Sara Wachter-Boettcher runs a content strategy consultancy based in Philadelphia. She is the editor in chief of A List Apart magazine and the author of Content Everywhere, a book about creating flexible, mobile-ready content. She also offers in-house workshops to clients like Trek Bicycles, The Bill & Melinda Gates Foundation, and Harvard, and speaks at web conferences worldwide. Find her on Twitter @sara_ann_marie or at sarawb.com

If you’ve worked on the web for more than five minutes, you’ve probably tried to settle an argument over homepage real estate, unearthed an abandoned junkyard full of PDFs, or created frustrated documents trying to stop people from publishing crappy content. At least, I have.

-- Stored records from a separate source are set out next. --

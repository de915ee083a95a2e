//! Content Security Policy (CSP) construction
//!
//! The console ships two canonical policies, one per [`RuntimeMode`]. Both are
//! built once from static directive tables and handed out as header strings.
//!
//! ```
//! use banyan_core::RuntimeMode;
//! use banyan_security::content_security_policy::policy_for_mode;
//!
//! let policy = policy_for_mode(RuntimeMode::Production);
//! assert!(policy.starts_with("default-src 'self'; "));
//! assert!(policy.ends_with("report-uri /api/csp-report"));
//! ```

use crate::directive::Directive;
use crate::error::PolicyError;
use crate::parser::validate_policy;
use banyan_core::RuntimeMode;
use once_cell::sync::Lazy;
use std::fmt;
use std::str::FromStr;

/// Separator between serialized directives.
pub const DIRECTIVE_SEPARATOR: &str = "; ";

/// Where browsers POST violation reports.
pub const REPORT_URI: &str = "/api/csp-report";

pub const HEADER_NAME: &str = "Content-Security-Policy";
pub const REPORT_ONLY_HEADER_NAME: &str = "Content-Security-Policy-Report-Only";

type DirectiveTable = &'static [(&'static str, &'static [&'static str])];

const DEVELOPMENT_DIRECTIVES: DirectiveTable = &[
    ("default-src", &["'self'"]),
    (
        "script-src",
        &[
            "'self'",
            "'unsafe-eval'",
            "'unsafe-inline'",
            "https://cdn.jsdelivr.net",
            "https://unpkg.com",
        ],
    ),
    (
        "style-src",
        &[
            "'self'",
            "'unsafe-inline'",
            "https://fonts.googleapis.com",
            "https://cdn.jsdelivr.net",
        ],
    ),
    ("img-src", &["'self'", "data:", "blob:", "https:", "http:"]),
    (
        "font-src",
        &["'self'", "https://fonts.gstatic.com", "https://cdn.jsdelivr.net"],
    ),
    (
        "connect-src",
        &[
            "'self'",
            "https://api.banyanclaims.com",
            "https://banyan.backend.ricive.com",
            "wss:",
            "ws:",
            "http://localhost:*",
        ],
    ),
    ("media-src", &["'self'"]),
    ("object-src", &["'none'"]),
    ("frame-src", &["'none'"]),
    ("frame-ancestors", &["'none'"]),
    ("base-uri", &["'self'"]),
    ("form-action", &["'self'"]),
    ("manifest-src", &["'self'"]),
    ("worker-src", &["'self'", "blob:"]),
    ("child-src", &["'self'", "blob:"]),
];

const PRODUCTION_DIRECTIVES: DirectiveTable = &[
    ("default-src", &["'self'"]),
    (
        "script-src",
        &[
            "'self'",
            "'unsafe-eval'",
            "'unsafe-inline'",
            "https://cdn.jsdelivr.net",
            "https://unpkg.com",
        ],
    ),
    (
        "style-src",
        &[
            "'self'",
            "'unsafe-inline'",
            "https://fonts.googleapis.com",
            "https://cdn.jsdelivr.net",
        ],
    ),
    ("img-src", &["'self'", "data:", "blob:", "https:"]),
    (
        "font-src",
        &["'self'", "https://fonts.gstatic.com", "https://cdn.jsdelivr.net"],
    ),
    (
        "connect-src",
        &[
            "'self'",
            "https://api.banyanclaims.com",
            "https://banyan.backend.ricive.com",
            "wss:",
            "ws:",
        ],
    ),
    ("media-src", &["'self'"]),
    ("object-src", &["'none'"]),
    ("frame-src", &["'none'"]),
    ("frame-ancestors", &["'none'"]),
    ("base-uri", &["'self'"]),
    ("form-action", &["'self'"]),
    ("manifest-src", &["'self'"]),
    ("worker-src", &["'self'", "blob:"]),
    ("child-src", &["'self'", "blob:"]),
    ("upgrade-insecure-requests", &[]),
    ("block-all-mixed-content", &[]),
    ("report-uri", &[REPORT_URI]),
];

static DEVELOPMENT_POLICY: Lazy<CspPolicy> = Lazy::new(|| CspPolicy::from_table(DEVELOPMENT_DIRECTIVES));
static PRODUCTION_POLICY: Lazy<CspPolicy> = Lazy::new(|| CspPolicy::from_table(PRODUCTION_DIRECTIVES));

static DEVELOPMENT_HEADER: Lazy<String> = Lazy::new(|| DEVELOPMENT_POLICY.to_header_value());
static PRODUCTION_HEADER: Lazy<String> = Lazy::new(|| PRODUCTION_POLICY.to_header_value());

/// The canonical policy header value for `mode`.
pub fn policy_for_mode(mode: RuntimeMode) -> String {
    match mode {
        RuntimeMode::Development => DEVELOPMENT_HEADER.clone(),
        RuntimeMode::Production => PRODUCTION_HEADER.clone(),
    }
}

/// An ordered list of directives.
///
/// Directive order is preserved on output. Setting a directive that already
/// exists replaces its values in place.
#[derive(Debug, Clone, PartialEq, Eq, Default)]
pub struct CspPolicy {
    directives: Vec<Directive>,

    /// Report violations only (doesn't enforce)
    report_only: bool,
}

impl CspPolicy {
    /// Create an empty policy
    pub fn new() -> Self {
        Self::default()
    }

    /// The canonical policy for `mode`
    pub fn for_mode(mode: RuntimeMode) -> Self {
        match mode {
            RuntimeMode::Development => DEVELOPMENT_POLICY.clone(),
            RuntimeMode::Production => PRODUCTION_POLICY.clone(),
        }
    }

    fn from_table(table: DirectiveTable) -> Self {
        table
            .iter()
            .fold(Self::new(), |policy, (name, values)| {
                policy.directive(*name, values.iter().copied())
            })
    }

    /// Add or replace a directive
    pub fn directive<I, S>(mut self, name: impl Into<String>, values: I) -> Self
    where
        I: IntoIterator<Item = S>,
        S: Into<String>,
    {
        let directive = Directive::new(name, values);
        match self.directives.iter_mut().find(|d| d.name == directive.name) {
            Some(existing) => *existing = directive,
            None => self.directives.push(directive),
        }
        self
    }

    /// Add a value-less directive such as `upgrade-insecure-requests`
    pub fn flag(self, name: impl Into<String>) -> Self {
        self.directive(name, std::iter::empty::<String>())
    }

    /// Enable report-only mode
    pub fn report_only(mut self, enabled: bool) -> Self {
        self.report_only = enabled;
        self
    }

    pub fn is_report_only(&self) -> bool {
        self.report_only
    }

    pub fn directives(&self) -> &[Directive] {
        &self.directives
    }

    pub fn get(&self, name: &str) -> Option<&Directive> {
        self.directives.iter().find(|d| d.name == name)
    }

    /// Header name matching the report-only flag
    pub fn header_name(&self) -> &'static str {
        if self.report_only {
            REPORT_ONLY_HEADER_NAME
        } else {
            HEADER_NAME
        }
    }

    /// Convert to header value
    pub fn to_header_value(&self) -> String {
        self.directives
            .iter()
            .map(Directive::to_string)
            .collect::<Vec<_>>()
            .join(DIRECTIVE_SEPARATOR)
    }
}

impl fmt::Display for CspPolicy {
    fn fmt(&self, f: &mut fmt::Formatter<'_>) -> fmt::Result {
        f.write_str(&self.to_header_value())
    }
}

/// Strict parse of a header value, keeping directive order.
///
/// Unlike [`parse_policy`](crate::parser::parse_policy) this rejects unknown
/// and repeated directive names.
impl FromStr for CspPolicy {
    type Err = PolicyError;

    fn from_str(s: &str) -> Result<Self, Self::Err> {
        let issues = validate_policy(s);
        if !issues.is_empty() {
            return Err(PolicyError::Invalid(issues));
        }

        let policy = s
            .split(';')
            .filter_map(|segment| {
                let mut tokens = segment.split_whitespace();
                tokens.next().map(|name| (name, tokens))
            })
            .fold(Self::new(), |policy, (name, values)| policy.directive(name, values));

        if policy.directives.is_empty() {
            return Err(PolicyError::Empty);
        }
        Ok(policy)
    }
}
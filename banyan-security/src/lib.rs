//! Content-Security-Policy support for the Banyan claims console.
//!
//! - [`policy_for_mode`] returns the canonical policy for development or production
//! - [`build_nonce_scoped_policy`] fills the strict template with a request nonce
//! - [`parse_policy`], [`validate_policy`] and [`is_known_directive_name`] inspect
//!   arbitrary policy strings
//! - [`validate_violation_report`] checks the shape of a browser violation report
//! - [`SecurityMiddleware`] attaches the CSP and companion headers to responses
//!
//! # Example
//!
//! ```
//! use banyan_core::{HttpResponse, RuntimeMode};
//! use banyan_security::SecurityMiddleware;
//!
//! let security = SecurityMiddleware::for_mode(RuntimeMode::Production);
//! let response = security.apply(HttpResponse::ok());
//!
//! assert!(response.headers.contains_key("Content-Security-Policy"));
//! assert!(response.headers.contains_key("Strict-Transport-Security"));
//! ```

pub mod content_security_policy;
pub mod directive;
pub mod error;
pub mod headers;
pub mod nonce;
pub mod parser;
pub mod violation_report;

pub use content_security_policy::{CspPolicy, policy_for_mode};
pub use directive::{Directive, KNOWN_DIRECTIVES, is_known_directive_name};
pub use error::PolicyError;
pub use headers::{FrameGuard, Hsts, PermissionsPolicy, ReferrerPolicy};
pub use nonce::{build_nonce_scoped_policy, generate_nonce};
pub use parser::{PolicyIssue, is_valid_policy, parse_policy, validate_policy};
pub use violation_report::{CspViolation, validate_violation_report};

use banyan_core::{HttpResponse, RuntimeMode};

/// Attaches the console's security headers to outgoing responses.
#[derive(Debug, Clone)]
pub struct SecurityMiddleware {
    /// Selects the canonical CSP
    pub mode: RuntimeMode,

    /// Send the CSP as `Content-Security-Policy-Report-Only`
    pub report_only: bool,

    /// X-Frame-Options
    pub frame_guard: FrameGuard,

    /// Referrer-Policy
    pub referrer_policy: ReferrerPolicy,

    /// Strict-Transport-Security, production only by default
    pub hsts: Option<Hsts>,

    /// Permissions-Policy
    pub permissions_policy: PermissionsPolicy,

    /// Strip X-Powered-By
    pub hide_powered_by: bool,
}

impl SecurityMiddleware {
    /// Default header set for `mode`
    pub fn for_mode(mode: RuntimeMode) -> Self {
        Self {
            mode,
            report_only: false,
            frame_guard: FrameGuard::Deny,
            referrer_policy: ReferrerPolicy::StrictOriginWhenCrossOrigin,
            hsts: mode.is_production().then_some(Hsts::ONE_YEAR),
            permissions_policy: PermissionsPolicy::default(),
            hide_powered_by: true,
        }
    }

    pub fn report_only(mut self, enabled: bool) -> Self {
        self.report_only = enabled;
        self
    }

    pub fn with_frame_guard(mut self, guard: FrameGuard) -> Self {
        self.frame_guard = guard;
        self
    }

    pub fn with_referrer_policy(mut self, policy: ReferrerPolicy) -> Self {
        self.referrer_policy = policy;
        self
    }

    pub fn with_hsts(mut self, hsts: Option<Hsts>) -> Self {
        self.hsts = hsts;
        self
    }

    /// Name of the CSP header this middleware emits
    pub fn csp_header_name(&self) -> &'static str {
        if self.report_only {
            content_security_policy::REPORT_ONLY_HEADER_NAME
        } else {
            content_security_policy::HEADER_NAME
        }
    }

    /// Apply headers with the canonical policy for the configured mode
    pub fn apply(&self, response: HttpResponse) -> HttpResponse {
        self.apply_policy(response, policy_for_mode(self.mode))
    }

    /// Apply headers with the strict policy scoped to `nonce`
    pub fn apply_with_nonce(&self, response: HttpResponse, nonce: &str) -> HttpResponse {
        self.apply_policy(response, build_nonce_scoped_policy(nonce))
    }

    fn apply_policy(&self, mut response: HttpResponse, policy: String) -> HttpResponse {
        let mut headers = vec![
            (self.csp_header_name(), policy),
            ("X-Frame-Options", self.frame_guard.to_header_value().to_string()),
            ("X-Content-Type-Options", "nosniff".to_string()),
            ("Referrer-Policy", self.referrer_policy.to_header_value().to_string()),
            ("X-XSS-Protection", "1; mode=block".to_string()),
            ("Permissions-Policy", self.permissions_policy.to_string()),
        ];

        if let Some(ref hsts) = self.hsts {
            headers.push(("Strict-Transport-Security", hsts.to_header_value()));
        }

        for (name, value) in headers {
            set_header(&mut response, name, value);
        }

        if self.hide_powered_by {
            response
                .headers
                .retain(|key, _| !key.eq_ignore_ascii_case("X-Powered-By"));
        }

        response
    }
}

impl Default for SecurityMiddleware {
    fn default() -> Self {
        Self::for_mode(RuntimeMode::Production)
    }
}

/// Insert `name`, replacing any existing header that differs only in case.
fn set_header(response: &mut HttpResponse, name: &str, value: String) {
    response
        .headers
        .retain(|key, _| !key.eq_ignore_ascii_case(name));
    response.headers.insert(name.to_string(), value);
}

#[cfg(test)]
mod tests {
    use super::*;

    #[test]
    fn test_production_headers() {
        let secured = SecurityMiddleware::for_mode(RuntimeMode::Production).apply(HttpResponse::ok());

        assert_eq!(
            secured.header("Content-Security-Policy"),
            Some(policy_for_mode(RuntimeMode::Production).as_str())
        );
        assert_eq!(secured.header("X-Frame-Options"), Some("DENY"));
        assert_eq!(secured.header("X-Content-Type-Options"), Some("nosniff"));
        assert_eq!(
            secured.header("Referrer-Policy"),
            Some("strict-origin-when-cross-origin")
        );
        assert_eq!(secured.header("X-XSS-Protection"), Some("1; mode=block"));
        assert_eq!(
            secured.header("Strict-Transport-Security"),
            Some("max-age=31536000; includeSubDomains; preload")
        );
    }

    #[test]
    fn test_development_has_no_hsts() {
        let secured = SecurityMiddleware::for_mode(RuntimeMode::Development).apply(HttpResponse::ok());

        assert!(secured.header("Strict-Transport-Security").is_none());
        assert!(
            secured
                .header("Content-Security-Policy")
                .unwrap()
                .contains("http://localhost:*")
        );
    }

    #[test]
    fn test_report_only() {
        let secured = SecurityMiddleware::for_mode(RuntimeMode::Production)
            .report_only(true)
            .apply(HttpResponse::ok());

        assert!(secured.header("Content-Security-Policy").is_none());
        assert!(secured.header("Content-Security-Policy-Report-Only").is_some());
    }

    #[test]
    fn test_apply_with_nonce() {
        let secured = SecurityMiddleware::default().apply_with_nonce(HttpResponse::ok(), "r4nd0m");
        let csp = secured.header("Content-Security-Policy").unwrap();

        assert!(csp.contains("'nonce-r4nd0m'"));
        assert!(!csp.contains("{NONCE}"));
        assert!(!csp.contains("'unsafe-inline'"));
    }

    #[test]
    fn test_replaces_existing_headers_and_hides_powered_by() {
        let response = HttpResponse::ok()
            .with_header("x-frame-options", "ALLOWALL")
            .with_header("x-powered-by", "Next.js");

        let secured = SecurityMiddleware::default().apply(response);

        assert_eq!(secured.header("X-Frame-Options"), Some("DENY"));
        assert_eq!(
            secured
                .headers
                .keys()
                .filter(|k| k.eq_ignore_ascii_case("x-frame-options"))
                .count(),
            1
        );
        assert!(secured.header("X-Powered-By").is_none());
    }

    #[test]
    fn test_custom_configuration() {
        let secured = SecurityMiddleware::for_mode(RuntimeMode::Development)
            .with_frame_guard(FrameGuard::SameOrigin)
            .with_referrer_policy(ReferrerPolicy::NoReferrer)
            .with_hsts(Some(Hsts::ONE_YEAR))
            .apply(HttpResponse::ok());

        assert_eq!(secured.header("X-Frame-Options"), Some("SAMEORIGIN"));
        assert_eq!(secured.header("Referrer-Policy"), Some("no-referrer"));
        assert!(secured.header("Strict-Transport-Security").is_some());
    }
}
//! Best-effort fan-out of violations to the configured sinks.

use crate::error::ReportResult;
use crate::sentry::SentrySink;
use crate::sink::{ForwardedViolation, HttpLogSink, ViolationSink};
use banyan_config::ReportingConfig;
use futures::future::join_all;
use std::sync::Arc;
use tokio::runtime::Handle;
use tokio::task::JoinHandle;
use tracing::{debug, error, warn};

/// How many sinks accepted or rejected one violation.
#[derive(Debug, Clone, Copy, Default, PartialEq, Eq)]
pub struct ForwardOutcome {
    pub delivered: usize,
    pub failed: usize,
}

/// Sends each violation to every sink.
///
/// Sink failures are logged and counted, never returned, so a broken log
/// collector cannot fail the acknowledgement sent back to the browser.
#[derive(Clone, Default)]
pub struct ReportForwarder {
    sinks: Vec<Arc<dyn ViolationSink>>,
}

impl ReportForwarder {
    pub fn new() -> Self {
        Self::default()
    }

    pub fn with_sink<S: ViolationSink + 'static>(mut self, sink: S) -> Self {
        self.sinks.push(Arc::new(sink));
        self
    }

    /// Build the sinks present in `config`.
    pub fn from_config(config: &ReportingConfig) -> ReportResult<Self> {
        let mut forwarder = Self::new();

        if let Some(ref endpoint) = config.logging_endpoint {
            forwarder = forwarder.with_sink(HttpLogSink::new(
                endpoint.clone(),
                config.logging_token.clone(),
                config.forward_timeout,
            )?);
        }

        if let Some(ref dsn) = config.sentry_dsn {
            forwarder = forwarder.with_sink(SentrySink::new(dsn, config.forward_timeout)?);
        }

        Ok(forwarder)
    }

    pub fn is_empty(&self) -> bool {
        self.sinks.is_empty()
    }

    pub fn len(&self) -> usize {
        self.sinks.len()
    }

    pub fn sink_names(&self) -> Vec<&'static str> {
        self.sinks.iter().map(|s| s.name()).collect()
    }

    /// Send to all sinks concurrently and wait for every one of them.
    pub async fn forward(&self, violation: &ForwardedViolation) -> ForwardOutcome {
        let results = join_all(self.sinks.iter().map(|sink| async move {
            (sink.name(), sink.send(violation).await)
        }))
        .await;

        let mut outcome = ForwardOutcome::default();
        for (sink, result) in results {
            match result {
                Ok(()) => {
                    debug!(sink, "Forwarded CSP violation");
                    outcome.delivered += 1;
                }
                Err(err) => {
                    error!(sink, error = %err, "Failed to forward CSP violation");
                    outcome.failed += 1;
                }
            }
        }

        outcome
    }

    /// Forward on a background task without waiting for the result.
    ///
    /// Returns `None` when there is nothing to forward to or no tokio runtime
    /// is available.
    pub fn dispatch(&self, violation: ForwardedViolation) -> Option<JoinHandle<ForwardOutcome>> {
        if self.is_empty() {
            return None;
        }

        let handle = match Handle::try_current() {
            Ok(handle) => handle,
            Err(_) => {
                warn!("No async runtime available, dropping CSP violation forward");
                return None;
            }
        };

        let forwarder = self.clone();
        Some(handle.spawn(async move { forwarder.forward(&violation).await }))
    }
}

impl std::fmt::Debug for ReportForwarder {
    fn fmt(&self, f: &mut std::fmt::Formatter<'_>) -> std::fmt::Result {
        f.debug_struct("ReportForwarder")
            .field("sinks", &self.sink_names())
            .finish()
    }
}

In the 10 years I’ve worked with online content—at least seven of them since I started calling myself a content strategist—I’ve tried everything to get teams to make clear content decisions, produce what they actually need, and stick to it over time. I don't think I'm alone. As an industry, we've made content templates, governance documents, style guides, and a million other tools to tell people what they “should” be doing.

So why’s it still so hard? Why do we struggle to get people to write in chunks instead of blobs, to publish content their users actually need, to use content models and metadata effectively?

What I’ve come to realize is that the biggest challenge in our projects isn't articulating a vision or designing a model. It’s not even the technology (thought plenty of organizations are still tied to CMSes that make mobile—and everything else—difficult). The real gap is facilitating the content process: aligning, educating, empowering, and coordinating all the people who influence, create, approve, and manage content so they can actually get things done.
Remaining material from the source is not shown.